If all you have is a JPG (no RAW file), you'll get far better results using a Black and White Conversion Application, like DxO Labs or Silky-Pix. GIMP also has excellent B&W conversion plug-ins, as I've used in this example:
Black and White Simulation Applications apply a "curve" that emulates proper B&W film, even down to specific characteristics of the brand and type. As you can see things are starting to improve here, with shadow detail showing up,and a greater tone range from black to white. The car is starting to separate from it's background properly too. But my eyes are still not seeing much in the way of true black or true white here.
To get truly good results with Digital B&W, you need to use the RAW File. The first photo above is the RAW File processed to B&W using Photivo (similar to Lightroom). Here we see a great separation of the car from its background, a near perfect tonal range from black (the tire sidewalls) to white (the windshield frame). The grille has great contrast, and I even put in a soft Vignette to further highlight the car. I believe this one is the best of the lot, but there is still one more approach - that is using your RAW file conversion application to adjust the curves yourself:
This time, once I established the blacks and shadow regions, I was trying harder to lift the whites to a super-brilliance.

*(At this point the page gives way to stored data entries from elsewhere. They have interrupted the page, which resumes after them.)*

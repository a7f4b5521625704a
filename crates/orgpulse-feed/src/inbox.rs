use crate::api::NotificationApi;
use crate::bus::BusEvent;
use orgpulse_core::{FeedError, NotificationRecord, PageRequest};
use std::sync::Arc;
use tokio::sync::broadcast::{self, error::RecvError};
use tracing::{debug, warn};

/// List view over one page of notifications. Resynchronizes from the API
/// whenever the bus reports a new notification.
pub struct NotificationInbox<A> {
    api: Arc<A>,
    page: PageRequest,
    items: Vec<NotificationRecord>,
    total: u64,
}

impl<A: NotificationApi> NotificationInbox<A> {
    pub fn new(api: Arc<A>, page: PageRequest) -> Self {
        Self {
            api,
            page,
            items: Vec::new(),
            total: 0,
        }
    }

    pub async fn load(&mut self) -> Result<&[NotificationRecord], FeedError> {
        let page = self.api.list_notifications(self.page).await?;
        self.items = page.notifications;
        self.total = page.total;
        Ok(&self.items)
    }

    pub fn items(&self) -> &[NotificationRecord] {
        &self.items
    }

    pub fn total(&self) -> u64 {
        self.total
    }

    pub fn unread(&self) -> usize {
        self.items.iter().filter(|record| !record.is_read).count()
    }

    pub fn find(&self, id: u64) -> Option<&NotificationRecord> {
        self.items.iter().find(|record| record.id == id)
    }

    /// Already-read records are left alone without a request.
    pub async fn mark_read(&mut self, id: u64) -> Result<(), FeedError> {
        if self.find(id).is_some_and(|record| record.is_read) {
            return Ok(());
        }
        self.api.mark_read(id).await?;
        if let Some(record) = self.items.iter_mut().find(|record| record.id == id) {
            record.is_read = true;
        }
        Ok(())
    }

    pub async fn mark_all_read(&mut self) -> Result<(), FeedError> {
        self.api.mark_all_read().await?;
        self.load().await.map(|_| ())
    }

    pub async fn delete(&mut self, id: u64) -> Result<(), FeedError> {
        self.api.delete_notification(id).await?;
        self.load().await.map(|_| ())
    }

    /// Loads once, then reloads on every `notificationReceived` until the
    /// bus closes. A lagged receiver also reloads since events were missed.
    pub async fn follow(&mut self, mut events: broadcast::Receiver<BusEvent>) {
        self.resync("initial").await;
        loop {
            match events.recv().await {
                Ok(BusEvent::NotificationReceived(_)) => self.resync("notification_received").await,
                Err(RecvError::Lagged(skipped)) => {
                    debug!(skipped, "inbox_lagged");
                    self.resync("lagged").await;
                }
                Err(RecvError::Closed) => break,
            }
        }
    }

    async fn resync(&mut self, cause: &str) {
        match self.load().await {
            Ok(items) => debug!(cause, items = items.len(), total = self.total, "inbox_synced"),
            Err(err) => warn!(cause, "inbox_sync_failed: {err}"),
        }
    }
}
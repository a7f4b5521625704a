use chrono::{DateTime, Utc};
use orgpulse_core::NotificationEvent;
use std::fmt;
use std::io;
use std::time::Duration;

#[derive(Debug, Clone, Copy, PartialEq, Eq)]
pub enum ToastLevel {
    Success,
    Info,
    Error,
}

impl ToastLevel {
    pub fn as_str(&self) -> &'static str {
        match self {
            ToastLevel::Success => "success",
            ToastLevel::Info => "info",
            ToastLevel::Error => "error",
        }
    }
}

impl fmt::Display for ToastLevel {
    fn fmt(&self, f: &mut fmt::Formatter<'_>) -> fmt::Result {
        f.write_str(self.as_str())
    }
}

/// Transient notice; sinks are expected to drop it after `dismiss_after`.
#[derive(Debug, Clone, PartialEq, Eq)]
pub struct Toast {
    pub title: String,
    pub body: String,
    pub level: ToastLevel,
    /// Creation time carried by the push, or the receive time when absent.
    pub created_at: DateTime<Utc>,
    pub dismiss_after: Duration,
}

impl Toast {
    pub fn for_notification(event: &NotificationEvent, dismiss_after: Duration) -> Self {
        Self {
            title: event.title.clone(),
            body: event.content.clone(),
            level: ToastLevel::Info,
            created_at: event.created_at.unwrap_or_else(Utc::now),
            dismiss_after,
        }
    }
}

pub trait Toaster: Send + Sync {
    fn show(&self, toast: &Toast) -> io::Result<()>;
}
use crate::session::SessionStore;
use orgpulse_core::{
    ConnectionTicket, FeedError, NotificationPage, PageRequest, TicketResponse,
    UnreadCountResponse,
};
use reqwest::{Method, RequestBuilder, Response, StatusCode};
use serde::de::DeserializeOwned;
use std::future::Future;
use std::sync::Arc;
use std::time::Duration;
use tracing::debug;
use url::Url;

const REQUEST_TIMEOUT_SECS: u64 = 15;

/// REST collaborator. Authentication failures surface as [`FeedError::Auth`],
/// everything else as [`FeedError::Fetch`].
pub trait NotificationApi: Send + Sync {
    fn connection_ticket(&self) -> impl Future<Output = Result<ConnectionTicket, FeedError>> + Send;

    fn unread_count(&self) -> impl Future<Output = Result<u64, FeedError>> + Send;

    fn list_notifications(
        &self,
        page: PageRequest,
    ) -> impl Future<Output = Result<NotificationPage, FeedError>> + Send;

    fn mark_read(&self, id: u64) -> impl Future<Output = Result<(), FeedError>> + Send;

    fn mark_all_read(&self) -> impl Future<Output = Result<(), FeedError>> + Send;

    fn delete_notification(&self, id: u64) -> impl Future<Output = Result<(), FeedError>> + Send;
}

pub struct HttpApi {
    client: reqwest::Client,
    base: Url,
    session: Arc<dyn SessionStore>,
}

impl HttpApi {
    pub fn new(base: Url, session: Arc<dyn SessionStore>) -> Result<Self, FeedError> {
        if base.cannot_be_a_base() {
            return Err(FeedError::Fetch(format!("api base is not a base url: {base}")));
        }
        let client = reqwest::Client::builder()
            .use_rustls_tls()
            .timeout(Duration::from_secs(REQUEST_TIMEOUT_SECS))
            .build()
            .map_err(|err| FeedError::Fetch(format!("failed to build http client: {err}")))?;
        Ok(Self {
            client,
            base,
            session,
        })
    }

    pub fn base(&self) -> &Url {
        &self.base
    }

    pub fn endpoint(&self, segments: &[&str]) -> Result<Url, FeedError> {
        let mut url = self.base.clone();
        {
            let mut path = url
                .path_segments_mut()
                .map_err(|_| FeedError::Fetch(format!("api base is not a base url: {}", self.base)))?;
            path.pop_if_empty().extend(segments);
        }
        Ok(url)
    }

    fn request(&self, method: Method, url: Url) -> Result<RequestBuilder, FeedError> {
        let token = self.session.access_token().ok_or(FeedError::Auth)?;
        debug!(%method, path = url.path(), "api_request");
        Ok(self.client.request(method, url).bearer_auth(token))
    }

    async fn send(&self, request: RequestBuilder) -> Result<Response, FeedError> {
        let response = request
            .send()
            .await
            .map_err(|err| FeedError::Fetch(err.to_string()))?;
        classify_status(response.status())?;
        Ok(response)
    }

    async fn send_json<T: DeserializeOwned>(&self, request: RequestBuilder) -> Result<T, FeedError> {
        let response = self.send(request).await?;
        response
            .json::<T>()
            .await
            .map_err(|err| FeedError::Fetch(format!("invalid response body: {err}")))
    }
}

fn classify_status(status: StatusCode) -> Result<(), FeedError> {
    if status == StatusCode::UNAUTHORIZED || status == StatusCode::FORBIDDEN {
        return Err(FeedError::Auth);
    }
    if !status.is_success() {
        return Err(FeedError::Fetch(format!("http status {}", status.as_u16())));
    }
    Ok(())
}

impl NotificationApi for HttpApi {
    async fn connection_ticket(&self) -> Result<ConnectionTicket, FeedError> {
        let url = self.endpoint(&["connection-ticket"])?;
        let request = self.request(Method::POST, url)?;
        let response: TicketResponse = self.send_json(request).await?;
        ConnectionTicket::new(response.ticket)
    }

    async fn unread_count(&self) -> Result<u64, FeedError> {
        let url = self.endpoint(&["notifications", "unread-count"])?;
        let request = self.request(Method::GET, url)?;
        let response: UnreadCountResponse = self.send_json(request).await?;
        Ok(response.unread_count)
    }

    async fn list_notifications(&self, page: PageRequest) -> Result<NotificationPage, FeedError> {
        let mut url = self.endpoint(&["notifications"])?;
        url.query_pairs_mut()
            .append_pair("limit", &page.limit.to_string())
            .append_pair("offset", &page.offset.to_string());
        let request = self.request(Method::GET, url)?;
        self.send_json(request).await
    }

    async fn mark_read(&self, id: u64) -> Result<(), FeedError> {
        let id = id.to_string();
        let url = self.endpoint(&["notifications", &id, "read"])?;
        let request = self.request(Method::PUT, url)?;
        self.send(request).await.map(|_| ())
    }

    async fn mark_all_read(&self) -> Result<(), FeedError> {
        let url = self.endpoint(&["notifications", "read-all"])?;
        let request = self.request(Method::PUT, url)?;
        self.send(request).await.map(|_| ())
    }

    async fn delete_notification(&self, id: u64) -> Result<(), FeedError> {
        let id = id.to_string();
        let url = self.endpoint(&["notifications", &id])?;
        let request = self.request(Method::DELETE, url)?;
        self.send(request).await.map(|_| ())
    }
}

One might argue I went too far with it, as there is a lot of gleaming here around the chrome, and in the car's metallic paint that's washing out some highlight detail. Others might say I "nailed it" because after all, isn't that what show cars are made to do - that is "gleam in the sunlight"? It's all a matter of personal preference at this point. On-screen, I personally prefer the Photivo rendering at the top, but for making a good print, I would guess the UFRaw version would look better. I should talk briefly about UFRaw - it is the most basic of all RAW Converters offered under Linux, and is not available for Windows or Mac. The amazing thing about UFRaw is that when it opens a RAW file, it uses an automatic algorithm that gets the exposure perfect within a +- 3 Stop range with very low noise (or even further with some noise). Usually there's nothing else you have to do but to export the picture directly out as a JPG! But it does have lots in the way of added features, most notably a great facility for customized B&W conversion, as I've demonstrated here. It also allows the most basic of adjustments to a colour picture, but is not nearly a versatile as Photivo is.